While initially skeptical, Kesler quickly saw that Cobalt’s promise of high-quality findings was well-founded. “I looked at the numbers for Cobalt and thought, ‘If they're able to deliver what they're saying at this cost, it's close to twice the value I would expect from a traditional pentest.’ And it turned out that way. The Cobalt team did excellent work and delivered the value that they promised.” In particular, Kesler was impressed by the pentest team’s range and depth of skills: “Pendo is a complicated product. It takes time to wrap your mind around how it works. But the quality of the results we got from Cobalt was greater than what I had seen in comparable pentests. I felt like they were digging deep, and that’s not something I’ve always seen in the past.
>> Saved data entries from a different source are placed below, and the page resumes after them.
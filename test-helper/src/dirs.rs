use std::path::PathBuf;

/// Creates a new, empty directory under the system temp directory.
pub fn temp_dir() -> PathBuf {
    let path = std::env::temp_dir()
        .join("shardkv-tests")
        .join(uuid::Uuid::new_v4().to_string());
    std::fs::create_dir_all(&path).unwrap();
    path
}

/// Gets a unique file path under the system temp directory.
///
/// The file itself is not created.
pub fn temp_file(extension: &str) -> PathBuf {
    let name = format!("{}.{extension}", uuid::Uuid::new_v4());
    let path = std::env::temp_dir().join("shardkv-tests");
    std::fs::create_dir_all(&path).unwrap();
    path.join(name)
}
Where previously I might have expected two consultants to be assigned to a project, Cobalt brought five pentesters, each with different skills that complemented each other.”
Of course, the quality of findings is only half the battle. To add real value for Pendo, vulnerability findings needed to be actionable. On top of easy two-way communication via the Slack channel, the team at Pendo also benefited from the ease of retesting facilitated by the Cobalt platform. Once Pendo’s engineering team had resolved a vulnerability, they used the platform to request a retest straight away. From there, the pentester who identified that vulnerability would retest to ensure it had been resolved and update the portal accordingly.
What’s next for Pendo?
Having seen the value added by Cobalt’s PtaaS platform, Kesler sees Pendo continuing to increase the number of pentests that it does each year.